- DIRECTIONS: Give the lines again word for word, beginning with the one containing "unconditionally — the accumulators" and ending with the last line of the material below.

- EXERCISE DATA:
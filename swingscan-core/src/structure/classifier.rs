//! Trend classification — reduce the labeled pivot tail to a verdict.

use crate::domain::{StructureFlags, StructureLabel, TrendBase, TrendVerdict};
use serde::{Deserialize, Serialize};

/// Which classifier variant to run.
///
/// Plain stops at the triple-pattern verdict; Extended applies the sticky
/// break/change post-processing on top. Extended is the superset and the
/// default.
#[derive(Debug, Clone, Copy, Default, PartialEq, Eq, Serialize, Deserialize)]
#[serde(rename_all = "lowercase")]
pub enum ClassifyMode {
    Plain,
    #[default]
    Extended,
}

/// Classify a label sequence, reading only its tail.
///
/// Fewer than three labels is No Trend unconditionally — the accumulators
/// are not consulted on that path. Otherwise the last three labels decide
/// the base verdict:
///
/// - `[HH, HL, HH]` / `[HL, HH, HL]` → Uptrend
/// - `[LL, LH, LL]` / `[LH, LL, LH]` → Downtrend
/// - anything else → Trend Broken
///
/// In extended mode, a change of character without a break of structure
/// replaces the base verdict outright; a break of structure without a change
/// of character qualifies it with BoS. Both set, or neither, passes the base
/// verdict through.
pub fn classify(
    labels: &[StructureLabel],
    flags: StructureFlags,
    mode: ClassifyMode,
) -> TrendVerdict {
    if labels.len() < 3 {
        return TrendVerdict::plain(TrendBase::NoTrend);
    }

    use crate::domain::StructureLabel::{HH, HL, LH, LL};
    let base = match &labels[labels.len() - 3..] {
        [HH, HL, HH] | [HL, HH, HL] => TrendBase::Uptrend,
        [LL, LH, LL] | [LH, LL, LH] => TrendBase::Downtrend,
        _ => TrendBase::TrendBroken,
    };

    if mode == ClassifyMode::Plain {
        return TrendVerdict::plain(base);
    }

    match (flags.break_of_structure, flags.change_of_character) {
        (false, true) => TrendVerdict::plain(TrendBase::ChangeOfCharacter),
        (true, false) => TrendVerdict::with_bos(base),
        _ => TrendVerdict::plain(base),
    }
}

- REPLY TO THE EXERCISE:
/// Fewer than three labels is No Trend unconditionally — the accumulators
/// are not consulted on that path. Otherwise the last three labels decide
/// the base verdict:
///
/// - `[HH, HL, HH]` / `[HL, HH, HL]` → Uptrend
/// - `[LL, LH, LL]` / `[LH, LL, LH]` → Downtrend
/// - anything else → Trend Broken
///
/// In extended mode, a change of character without a break of structure
/// replaces the base verdict outright; a break of structure without a change
/// of character qualifies it with BoS. Both set, or neither, passes the base
/// verdict through.
pub fn classify(
    labels: &[StructureLabel],
    flags: StructureFlags,
    mode: ClassifyMode,
) -> TrendVerdict {
    if labels.len() < 3 {
        return TrendVerdict::plain(TrendBase::NoTrend);
    }

    use crate::domain::StructureLabel::{HH, HL, LH, LL};
    let base = match &labels[labels.len() - 3..] {
        [HH, HL, HH] | [HL, HH, HL] => TrendBase::Uptrend,
        [LL, LH, LL] | [LH, LL, LH] => TrendBase::Downtrend,
        _ => TrendBase::TrendBroken,
    };

    if mode == ClassifyMode::Plain {
        return TrendVerdict::plain(base);
    }

    match (flags.break_of_structure, flags.change_of_character) {
        (false, true) => TrendVerdict::plain(TrendBase::ChangeOfCharacter),
        (true, false) => TrendVerdict::with_bos(base),
        _ => TrendVerdict::plain(base),
    }
}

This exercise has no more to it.